Solo per limitarci alle edizioni principali, lasciando da parte le pubblicazioni su riviste e quotidiani, le raccolte a tema (lettere a Giulia, lettere ai figli, lettere a Sraffa...) e le antologie minori di missive che venivano presentate periodicamente, con sempre nuove introduzioni, sotto il titolo generico di Lettere dal carcere, va segnalata una edizione riservata ai lettori dell’Unità uscita in due volumi nel 1988, che riproduceva l’edizione Caprioglio-Fubini senza note ma con l’aggiunta di 28 lettere inedite e di altre prima pubblicate qui e là in ordine sparso. Per arrivare quindi alla bella edizione Sellerio del 1996, curata da Antonio A. Santucci: 478 lettere, cinquanta in più rispetto al ’65. Prima di essa, l’edizione più ampia (con 17 inediti), e pregevole, era addirittura… in lingua inglese, curata da Frank Rosengarten per la Columbia University Press nel 1994. Un paradosso evidente, di cui porta colpa anche la ritrosia dell’Einaudi a mettere in cantiere il necessario, corposo aggiornamento. Negli anni ’90 del resto Gramsci era quasi considerato un «cane morto», in una situazione di liberalismo trionfante, anche nella sinistra italiana.
Ma soprattutto è rilevante e in gran parte nuovo l’apparato delle note di cui ogni lettera è fornita. Rispetto alle precedenti edizioni, molto di più oggi sappiamo sulle vicende di Gramsci negli anni successivi all’arresto, grazie ai ritrovamenti effettuati negli Archivi di Mosca, allo scandaglio negli archivi italiani (con la collaborazione di Eleonora Lattanzi e Delia Miceli) e nelle carte Sraffa (con il competente ausilio di Nerio Naldi), alle molte notizie ora disponibili sulla famiglia russa e su quella sarda (per cui è valsa la consulenza di Antonio Gramsci jr. e di Luca Paulesu), all’approfondimento delle vicende interne al Pci e all’Internazionale, nonché dei tentativi di liberazione per via diplomatica, ecc. A cui si aggiunge l’uso utilissimo che Giasi fa – sempre in nota – di brani di lettere scritte a Gramsci dai suoi corrispondenti, che aiutano a comprenderne le affermazioni e le risposte.

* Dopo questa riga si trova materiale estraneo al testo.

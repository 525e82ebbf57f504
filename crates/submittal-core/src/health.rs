//! Health reporting for the renderer and document store collaborators.

use std::time::Duration;

use jiff::Timestamp;
use serde::{Deserialize, Serialize};

/// Represents the operational status of a collaborator.
#[derive(Debug, Default, Clone, Copy, PartialEq, Eq, Serialize, Deserialize)]
#[serde(rename_all = "snake_case")]
pub enum ServiceStatus {
    /// Service is operating normally
    #[default]
    Healthy,
    /// Service answered but not as expected
    Degraded,
    /// Service is not operational
    Unhealthy,
}

/// Health information for a collaborator.
#[derive(Debug, Clone, Serialize, Deserialize)]
pub struct ServiceHealth {
    /// Current service status
    pub status: ServiceStatus,
    /// Response time for the health check
    pub response: Option<Duration>,
    /// Optional message describing the current state
    pub message: Option<String>,
    /// Timestamp when the health check was performed
    pub checked_at: Timestamp,
}

impl ServiceHealth {
    fn with_status(status: ServiceStatus, message: Option<String>) -> Self {
        Self {
            status,
            response: None,
            message,
            checked_at: Timestamp::now(),
        }
    }

    /// Creates a new healthy report.
    pub fn healthy() -> Self {
        Self::with_status(ServiceStatus::Healthy, None)
    }

    /// Creates a new degraded report.
    pub fn degraded(message: impl Into<String>) -> Self {
        Self::with_status(ServiceStatus::Degraded, Some(message.into()))
    }

    /// Creates a new unhealthy report.
    pub fn unhealthy(message: impl Into<String>) -> Self {
        Self::with_status(ServiceStatus::Unhealthy, Some(message.into()))
    }

    /// Sets the response time for this health check.
    pub fn with_response_time(mut self, response_time: Duration) -> Self {
        self.response = Some(response_time);
        self
    }

    /// Returns whether the collaborator is fully operational.
    pub fn is_healthy(&self) -> bool {
        self.status == ServiceStatus::Healthy
    }
}

#[cfg(test)]
mod tests {
    use super::*;

    #[test]
    fn test_constructors() {
        assert!(ServiceHealth::healthy().is_healthy());

        let degraded = ServiceHealth::degraded("status 404");
        assert_eq!(degraded.status, ServiceStatus::Degraded);
        assert_eq!(degraded.message.as_deref(), Some("status 404"));

        let unhealthy = ServiceHealth::unhealthy("refused").with_response_time(Duration::from_millis(3));
        assert!(!unhealthy.is_healthy());
        assert_eq!(unhealthy.response, Some(Duration::from_millis(3)));
    }
}
#![forbid(unsafe_code)]
#![cfg_attr(docsrs, feature(doc_cfg))]
#![doc = include_str!("../README.md")]

mod client;
mod config;
mod error;

pub use crate::client::ReqwestRenderer;
pub use crate::config::{DEFAULT_RENDERER_URL, DEFAULT_TIMEOUT_SECS, RendererConfig};
pub use crate::error::{Error, Result};

/// Tracing target for renderer client operations.
pub const TRACING_TARGET: &str = "submittal_reqwest";
//! Renderer client configuration.

use std::time::Duration;

#[cfg(feature = "config")]
use clap::Args;
use serde::{Deserialize, Serialize};
use url::Url;

use crate::error::{Error, Result};

/// Default renderer base URL.
pub const DEFAULT_RENDERER_URL: &str = "http://localhost:3001";

/// Default deadline for a single render call: 120 seconds.
pub const DEFAULT_TIMEOUT_SECS: u64 = 120;

/// Path of the packet generation endpoint, relative to the base URL.
const GENERATE_PATH: &str = "generate-packet";

/// Path of the health endpoint, relative to the base URL.
const HEALTH_PATH: &str = "health";

/// Configuration for the renderer HTTP client.
///
/// Resolved once at startup and shared by every assembly.
#[derive(Debug, Clone, PartialEq, Serialize, Deserialize)]
#[cfg_attr(feature = "config", derive(Args))]
pub struct RendererConfig {
    /// Base URL of the packet renderer
    #[cfg_attr(
        feature = "config",
        arg(long = "renderer-url", env = "RENDERER_URL", default_value = DEFAULT_RENDERER_URL)
    )]
    #[serde(default = "default_renderer_url")]
    pub renderer_url: String,

    /// Deadline for one render call in seconds
    #[cfg_attr(
        feature = "config",
        arg(long = "renderer-timeout", env = "RENDERER_TIMEOUT", default_value = "120")
    )]
    #[serde(default = "default_timeout_secs")]
    pub renderer_timeout: u64,

    /// User-Agent header to send with requests
    #[cfg_attr(
        feature = "config",
        arg(long = "renderer-user-agent", env = "RENDERER_USER_AGENT")
    )]
    #[serde(default)]
    pub user_agent: Option<String>,
}

fn default_renderer_url() -> String {
    DEFAULT_RENDERER_URL.to_owned()
}

fn default_timeout_secs() -> u64 {
    DEFAULT_TIMEOUT_SECS
}

impl Default for RendererConfig {
    fn default() -> Self {
        Self {
            renderer_url: default_renderer_url(),
            renderer_timeout: default_timeout_secs(),
            user_agent: None,
        }
    }
}

impl RendererConfig {
    /// Creates a configuration for the given base URL.
    pub fn new(renderer_url: impl Into<String>) -> Self {
        Self {
            renderer_url: renderer_url.into(),
            ..Default::default()
        }
    }

    /// Set the timeout in seconds.
    #[must_use]
    pub fn with_timeout(mut self, timeout_secs: u64) -> Self {
        self.renderer_timeout = timeout_secs;
        self
    }

    /// Set the user agent.
    #[must_use]
    pub fn with_user_agent(mut self, user_agent: impl Into<String>) -> Self {
        self.user_agent = Some(user_agent.into());
        self
    }

    /// Returns the effective timeout, using default if zero.
    pub fn effective_timeout(&self) -> Duration {
        if self.renderer_timeout == 0 {
            Duration::from_secs(DEFAULT_TIMEOUT_SECS)
        } else {
            Duration::from_secs(self.renderer_timeout)
        }
    }

    /// Returns the effective user agent, using default if not set.
    pub fn effective_user_agent(&self) -> String {
        self.user_agent
            .clone()
            .unwrap_or_else(|| format!("submittal/{}", env!("CARGO_PKG_VERSION")))
    }

    /// Parses the base URL; only `http` and `https` are accepted.
    pub fn base_url(&self) -> Result<Url> {
        let mut url = Url::parse(self.renderer_url.trim())
            .map_err(|e| Error::InvalidUrl(format!("'{}': {e}", self.renderer_url)))?;

        if !matches!(url.scheme(), "http" | "https") {
            return Err(Error::InvalidUrl(format!(
                "'{}': scheme must be http or https",
                self.renderer_url
            )));
        }

        if !url.path().ends_with('/') {
            let path = format!("{}/", url.path());
            url.set_path(&path);
        }

        Ok(url)
    }

    /// URL of the packet generation endpoint.
    pub fn generate_url(&self) -> Result<Url> {
        Ok(self.base_url()?.join(GENERATE_PATH)?)
    }

    /// URL of the health endpoint.
    pub fn health_url(&self) -> Result<Url> {
        Ok(self.base_url()?.join(HEALTH_PATH)?)
    }

    /// Validates the configuration.
    pub fn validate(&self) -> Result<()> {
        self.generate_url().map(|_| ())
    }
}

#[cfg(test)]
mod tests {
    use super::*;

    #[test]
    fn test_default_config() {
        let config = RendererConfig::default();
        assert_eq!(config.renderer_url, DEFAULT_RENDERER_URL);
        assert_eq!(config.effective_timeout(), Duration::from_secs(120));
        assert!(config.user_agent.is_none());
        assert!(config.validate().is_ok());
    }

    #[test]
    fn test_generate_url() {
        let config = RendererConfig::new("https://render.example.com");
        assert_eq!(
            config.generate_url().unwrap().as_str(),
            "https://render.example.com/generate-packet"
        );

        let config = RendererConfig::new("https://example.com/worker");
        assert_eq!(
            config.generate_url().unwrap().as_str(),
            "https://example.com/worker/generate-packet"
        );
        assert_eq!(
            config.health_url().unwrap().as_str(),
            "https://example.com/worker/health"
        );
    }

    #[test]
    fn test_invalid_urls() {
        assert!(RendererConfig::new("localhost:3001").validate().is_err());
        assert!(RendererConfig::new("ftp://example.com").validate().is_err());
        assert!(RendererConfig::new("").validate().is_err());
    }

    #[test]
    fn test_builder_pattern() {
        let config = RendererConfig::default()
            .with_timeout(0)
            .with_user_agent("custom-agent/1.0");

        assert_eq!(
            config.effective_timeout(),
            Duration::from_secs(DEFAULT_TIMEOUT_SECS)
        );
        assert_eq!(config.effective_user_agent(), "custom-agent/1.0");
        assert!(
            RendererConfig::default()
                .effective_user_agent()
                .starts_with("submittal/")
        );
    }
}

Le lettere scritte a Gramsci sono tanto più utili in quanto egli è – come amava ricordare Giorgio Baratta – un autore «dialogico», che per sua stessa ammissione aveva bisogno di interlocutori, anche e forse soprattutto polemici. Le lettere sono per lui il surrogato del compagno, dell’amico, del familiare con cui dialogare, anche se «in remoto», si direbbe oggi. Ma sono anche lettere spesso da decifrare, con messaggi nascosti destinati al suo partito. Non resta che tornare a leggerle, le Lettere di Gramsci, in questa nuova e pregevole edizione, con ammirazione immutata per il comunista sardo e come nuovo sprone alla conoscenza della sua storia e del suo pensiero.